Besides that, I did an interesting trick for the MessagePack data file. I realised that MessagePack doesn’t have an official MIME type. Even though I started using Parcel for bundling files, the site is still deployed to GitHub Pages via the GitHub Pages Deploy Action. This means gzip compression could only be available for certain file extensions.

For example, .js files will be served with gzip compression but not .png files. I tried using .mp extension for the MessagePack file and… it’s not compressed unfortunately 😟. Since the site traffic is also handled by Cloudflare, I looked through the list of content types that Cloudflare will compress.

I needed a file format that…

  • Is whitelisted in the server's content type compression list, from either GitHub Pages or Cloudflare. I’m aware that Netlify allows custom headers which may be able to set gzip headers, but I’m not moving the site there for now.
  • Bypasses Parcel’s intelligent asset handling. For example, if .json is used, Parcel will include the file content into the JavaScript bundle.
  • Is not confusing for me to revisit in the future. If I use .png, which could work, the future me would be confused and wonder why it’s used for a non-image file 😅.

I tried pre-compressing the file into .gz but weird things just happen when trying to read the file in JS. 😅

In the end, I chose .ico because it’s one of the formats that is a (image) binary and can be gzip compressed at the same time. It is also rarely used, unlike normal image formats, which could prevent conflicts with other files. I could use .ttf or .otf extensions too but it could be confused with actual font files.

I named the file as trees.min.mp.ico, tested it and it works. 🤩

The launch and the aftermath

On 30 April 2019, I finally relaunched ExploreTrees.SG V2.

GIF screenshot of ExploreTrees.SG

Despite all my effort rewriting the code and pushing the limits, I’m especially proud of the 3D trees. It feels like an achievement-unlocked moment for me. 🤩

ExploreTrees.SG showing an overview of all 3D trees

It got featured on Reddit /r/singapore, thanks to a friend 😉.

Reddit post on /r/singapore titled “My friend took NParks’s data and built a site for people to visualise the various trees around Singapore"

Feedback has been positive so far. I’m surprised that the conditional routing for Version 1 and 2 seems smooth enough that no one noticed it. 😝

A day after the launch, I received a pretty interesting email at 2 AM.

Email titled “Map Building Help”, received at 2:14 AM

So this person asked me for my advice on creating a map for all durian trees in Singapore! I was reading this in the morning, had a good laugh and ignored it. 😂

It was Labor Day and there’s no work. In the afternoon, I had a hunch that this person might not be joking after all.

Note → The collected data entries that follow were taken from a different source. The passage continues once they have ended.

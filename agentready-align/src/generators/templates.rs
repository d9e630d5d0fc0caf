//! File-template generators. Every fix here is a pure function of the
//! repository descriptor and the files it reads.

use crate::generator::FixGenerator;
use agentready_assess::assessor::{Probe, first_dir, list_dir, read_text};
use agentready_assess::catalog::{
    ADR_DIRS, SOURCE_DIRS, TEST_DIRS, gitignore_covers, missing_readme_sections,
    recommended_gitignore_patterns,
};
use agentready_types::fix::{Fix, GeneratorKind, TextChange};
use agentready_types::{Finding, Repository};
use anyhow::bail;
use camino::Utf8PathBuf;

pub const GITIGNORE_HEADER: &str = "# AgentReady recommended patterns";

/// Build and test commands for a detected language.
fn language_commands(language: &str) -> Option<(&'static str, &'static str)> {
    Some(match language {
        "Rust" => ("cargo build", "cargo test"),
        "Python" => ("uv sync", "pytest"),
        "JavaScript" | "TypeScript" => ("npm install", "npm test"),
        "Go" => ("go build ./...", "go test ./..."),
        "Java" => ("mvn package", "mvn test"),
        "Ruby" => ("bundle install", "bundle exec rake test"),
        _ => return None,
    })
}

fn commands_for(repo: &Repository) -> Vec<(&'static str, &'static str)> {
    let mut out = Vec::new();
    for lang in repo.languages.keys() {
        if let Some(cmds) = language_commands(lang)
            && !out.contains(&cmds)
        {
            out.push(cmds);
        }
    }
    out
}

fn accepts(finding: &Finding, attribute_id: &str) -> bool {
    finding.attribute_id() == attribute_id && finding.status.needs_remediation()
}

fn read_existing(repo: &Repository, rel: &str) -> anyhow::Result<Option<String>> {
    match read_text(&repo.root, rel) {
        Probe::Found(s) => Ok(Some(s)),
        Probe::Missing => Ok(None),
        Probe::Failed(e) => bail!("could not read {rel}: {e}"),
    }
}

fn lines(text: &str) -> Vec<String> {
    text.lines().map(str::to_string).collect()
}

#[derive(Debug, Clone, Copy, Default)]
pub struct ClaudeMdGenerator;

impl ClaudeMdGenerator {
    fn render(repo: &Repository) -> String {
        let mut out = format!("# {}\n\n", repo.name);
        out.push_str("Context for AI coding agents working in this repository.\n\n");

        out.push_str("## Tech stack\n\n");
        if repo.languages.is_empty() {
            out.push_str("- No source languages detected yet\n");
        }
        for (lang, files) in &repo.languages {
            out.push_str(&format!("- {lang} ({files} files)\n"));
        }

        let commands = commands_for(repo);
        out.push_str("\n## Commands\n\n");
        if commands.is_empty() {
            out.push_str("- Document how to build and test the project here\n");
        }
        for (build, test) in commands {
            out.push_str(&format!("- Build: `{build}`\n- Test: `{test}`\n"));
        }

        out.push_str("\n## Conventions\n\n");
        out.push_str("- Keep changes small and covered by tests\n");
        out.push_str("- Run the test suite before committing\n");
        out
    }
}

impl FixGenerator for ClaudeMdGenerator {
    fn id(&self) -> &str {
        "claude_md_template"
    }

    fn kind(&self) -> GeneratorKind {
        GeneratorKind::Template
    }

    fn can_fix(&self, finding: &Finding) -> bool {
        accepts(finding, "claude_md_file")
    }

    fn generate_fix(&self, repo: &Repository, _finding: &Finding) -> anyhow::Result<Fix> {
        let content = Self::render(repo);
        Ok(match read_existing(repo, "CLAUDE.md")? {
            None => Fix::FileCreation {
                path: "CLAUDE.md".into(),
                content,
            },
            Some(_) => Fix::FileModification {
                path: "CLAUDE.md".into(),
                changes: vec![TextChange::AppendLines {
                    lines: lines(&content),
                    skip_existing: false,
                }],
            },
        })
    }
}

#[derive(Debug, Clone, Copy, Default)]
pub struct ReadmeGenerator;

impl ReadmeGenerator {
    fn section(repo: &Repository, name: &str) -> String {
        let commands = commands_for(repo);
        let (build, test) = commands.first().copied().unwrap_or(("make", "make test"));
        match name {
            "installation" => format!("## Installation\n\n```sh\n{build}\n```\n"),
            "usage" => format!(
                "## Usage\n\nDescribe how to run {} and show a minimal example.\n",
                repo.name
            ),
            _ => format!("## Development\n\nRun the tests with:\n\n```sh\n{test}\n```\n"),
        }
    }
}

impl FixGenerator for ReadmeGenerator {
    fn id(&self) -> &str {
        "readme_template"
    }

    fn kind(&self) -> GeneratorKind {
        GeneratorKind::Template
    }

    fn can_fix(&self, finding: &Finding) -> bool {
        accepts(finding, "readme_structure")
    }

    fn generate_fix(&self, repo: &Repository, _finding: &Finding) -> anyhow::Result<Fix> {
        match read_existing(repo, "README.md")? {
            None => {
                let mut content = format!("# {}\n", repo.name);
                for name in ["installation", "usage", "development"] {
                    content.push('\n');
                    content.push_str(&Self::section(repo, name));
                }
                Ok(Fix::FileCreation {
                    path: "README.md".into(),
                    content,
                })
            }
            Some(existing) => {
                let missing = missing_readme_sections(&existing);
                if missing.is_empty() {
                    bail!("README.md already has every essential section");
                }
                let mut appended = Vec::new();
                for name in missing {
                    appended.push(String::new());
                    appended.extend(lines(&Self::section(repo, name)));
                }
                Ok(Fix::FileModification {
                    path: "README.md".into(),
                    changes: vec![TextChange::AppendLines {
                        lines: appended,
                        skip_existing: false,
                    }],
                })
            }
        }
    }
}

#[derive(Debug, Clone, Copy, Default)]
pub struct GitignoreGenerator;

impl FixGenerator for GitignoreGenerator {
    fn id(&self) -> &str {
        "gitignore_template"
    }

    fn kind(&self) -> GeneratorKind {
        GeneratorKind::Template
    }

    fn can_fix(&self, finding: &Finding) -> bool {
        accepts(finding, "gitignore_completeness")
    }

    fn generate_fix(&self, repo: &Repository, _finding: &Finding) -> anyhow::Result<Fix> {
        let recommended = recommended_gitignore_patterns(repo);
        match read_existing(repo, ".gitignore")? {
            None => {
                let mut content = format!("{GITIGNORE_HEADER}\n");
                for p in recommended {
                    content.push_str(p);
                    content.push('\n');
                }
                Ok(Fix::FileCreation {
                    path: ".gitignore".into(),
                    content,
                })
            }
            Some(existing) => {
                let missing: Vec<String> = recommended
                    .into_iter()
                    .filter(|p| !gitignore_covers(&existing, p))
                    .map(str::to_string)
                    .collect();
                if missing.is_empty() {
                    bail!(".gitignore already covers every recommended pattern");
                }
                let mut appended = vec![String::new(), GITIGNORE_HEADER.to_string()];
                appended.extend(missing);
                Ok(Fix::FileModification {
                    path: ".gitignore".into(),
                    changes: vec![TextChange::AppendLines {
                        lines: appended,
                        skip_existing: true,
                    }],
                })
            }
        }
    }
}

#[derive(Debug, Clone, Copy, Default)]
pub struct PreCommitGenerator;

impl PreCommitGenerator {
    fn render(repo: &Repository) -> String {
        let mut out = String::from(
            "repos:\n  - repo: https://github.com/pre-commit/pre-commit-hooks\n    rev: v4.6.0\n    hooks:\n      - id: trailing-whitespace\n      - id: end-of-file-fixer\n      - id: check-yaml\n",
        );
        if repo.has_language("Python") {
            out.push_str(
                "  - repo: https://github.com/astral-sh/ruff-pre-commit\n    rev: v0.6.9\n    hooks:\n      - id: ruff\n      - id: ruff-format\n",
            );
        }
        if repo.has_language("Rust") {
            out.push_str(
                "  - repo: local\n    hooks:\n      - id: cargo-fmt\n        name: cargo fmt\n        entry: cargo fmt --all --\n        language: system\n        types: [rust]\n",
            );
        }
        out
    }
}

impl FixGenerator for PreCommitGenerator {
    fn id(&self) -> &str {
        "pre_commit_template"
    }

    fn kind(&self) -> GeneratorKind {
        GeneratorKind::Template
    }

    fn can_fix(&self, finding: &Finding) -> bool {
        accepts(finding, "pre_commit_hooks")
    }

    fn generate_fix(&self, repo: &Repository, _finding: &Finding) -> anyhow::Result<Fix> {
        if read_existing(repo, ".pre-commit-config.yaml")?.is_some() {
            bail!(".pre-commit-config.yaml exists; refusing to rewrite a hand-edited config");
        }
        Ok(Fix::FileCreation {
            path: ".pre-commit-config.yaml".into(),
            content: Self::render(repo),
        })
    }
}

#[derive(Debug, Clone, Copy, Default)]
pub struct StandardLayoutGenerator;

impl FixGenerator for StandardLayoutGenerator {
    fn id(&self) -> &str {
        "standard_layout_scaffold"
    }

    fn kind(&self) -> GeneratorKind {
        GeneratorKind::Template
    }

    fn can_fix(&self, finding: &Finding) -> bool {
        accepts(finding, "standard_layout")
    }

    fn generate_fix(&self, repo: &Repository, _finding: &Finding) -> anyhow::Result<Fix> {
        let entries = match list_dir(&repo.root, "") {
            Probe::Found(entries) => entries,
            Probe::Missing => bail!("repository root {} is missing", repo.root),
            Probe::Failed(e) => bail!("could not list repository root: {e}"),
        };
        let has_dir = |candidates: &[&str]| {
            entries
                .iter()
                .any(|e| e.is_dir && candidates.contains(&e.name.as_str()))
        };

        let mut steps = Vec::new();
        for (candidates, dir) in [(SOURCE_DIRS, "src"), (TEST_DIRS, "tests")] {
            if !has_dir(candidates) {
                steps.push(Fix::FileCreation {
                    path: Utf8PathBuf::from(dir).join(".gitkeep"),
                    content: String::new(),
                });
            }
        }
        match steps.len() {
            0 => bail!("source and test directories already exist"),
            1 => Ok(steps.remove(0)),
            _ => Ok(Fix::MultiStep { steps }),
        }
    }
}

const ADR_TEMPLATES: &[(&str, &str, &str, &str)] = &[
    (
        "record-architecture-decisions",
        "Record architecture decisions",
        "We need to record the architectural decisions made on this project.",
        "We will use Architecture Decision Records, as described by Michael Nygard.",
    ),
    (
        "adopt-agent-readiness-practices",
        "Adopt agent readiness practices",
        "AI coding agents work best with explicit context, pinned dependencies and fast feedback.",
        "We will keep CLAUDE.md, lock files and the test suite current as part of every change.",
    ),
];

/// Minimum number of ADRs the generator tops a directory up to.
const ADR_TARGET: usize = 2;

#[derive(Debug, Clone, Copy, Default)]
pub struct AdrGenerator;

impl AdrGenerator {
    fn render(number: usize, title: &str, context: &str, decision: &str) -> String {
        format!(
            "# {number}. {title}\n\n## Status\n\nAccepted\n\n## Context\n\n{context}\n\n## Decision\n\n{decision}\n\n## Consequences\n\nFuture decisions are recorded alongside the code they affect.\n"
        )
    }
}

/// Leading decimal number of an ADR file name (`0003-split.md` -> 3).
fn adr_number(name: &str) -> Option<usize> {
    let digits: String = name.chars().take_while(char::is_ascii_digit).collect();
    digits.parse().ok()
}

impl FixGenerator for AdrGenerator {
    fn id(&self) -> &str {
        "adr_template"
    }

    fn kind(&self) -> GeneratorKind {
        GeneratorKind::Template
    }

    fn can_fix(&self, finding: &Finding) -> bool {
        accepts(finding, "architecture_decisions")
    }

    fn generate_fix(&self, repo: &Repository, _finding: &Finding) -> anyhow::Result<Fix> {
        let (dir, existing) = match first_dir(&repo.root, ADR_DIRS) {
            Probe::Found((dir, entries)) => {
                let names: Vec<String> = entries
                    .into_iter()
                    .filter(|e| !e.is_dir && e.name.ends_with(".md"))
                    .map(|e| e.name)
                    .collect();
                (dir, names)
            }
            Probe::Missing => ("docs/adr".to_string(), Vec::new()),
            Probe::Failed(e) => bail!("could not read ADR directory: {e}"),
        };

        let wanted = ADR_TARGET.saturating_sub(existing.len()).max(1);
        let last = existing
            .iter()
            .filter_map(|n| adr_number(n))
            .max()
            .unwrap_or(existing.len());
        let mut steps = Vec::new();
        for (slug, title, context, decision) in ADR_TEMPLATES {
            if steps.len() == wanted {
                break;
            }
            if existing.iter().any(|n| n.contains(slug)) {
                continue;
            }
            let number = last + steps.len() + 1;
            steps.push(Fix::FileCreation {
                path: Utf8PathBuf::from(&dir).join(format!("{number:04}-{slug}.md")),
                content: Self::render(number, title, context, decision),
            });
        }
        match steps.len() {
            0 => bail!("every ADR template already exists in {dir}"),
            1 => Ok(steps.remove(0)),
            _ => Ok(Fix::MultiStep { steps }),
        }
    }
}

So, I did some research on durians, found a Wikipedia page on List of Durio species, looked through the dataset and found 286 Durio species! 😱

Terminal showing a node script for durian listing down the durio species

I didn’t know that there are durian trees in Singapore! Even more surprising, durian trees have flowers! 😱

The next logical step is to quickly load them up on a map.

Durio species trees plotted on a map

Looking at this, I was thinking to myself. Are there any other fruit trees in Singapore? I searched through the Internet and found a list of fruit tree species names. I was thinking of how to visualise the fruits on a map, maybe still colorful circles or fruit icons instead? There could be too many exotic fruits to be shown so maybe need to be filtered to only those “popular” ones?

Hmm, yeah… Lots of ideas, yet so little time.

From my experience in building side projects, it’s always good to hold on to an idea for some time before executing them. This time, I’ve already had so much fun rebuilding everything, squeezing every inch of the performance, and even modelling 3D trees on a map. Most importantly I manage to launch my open-source work to the public before I got bored of it. 😆

This has been fun and I’ve learnt a lot.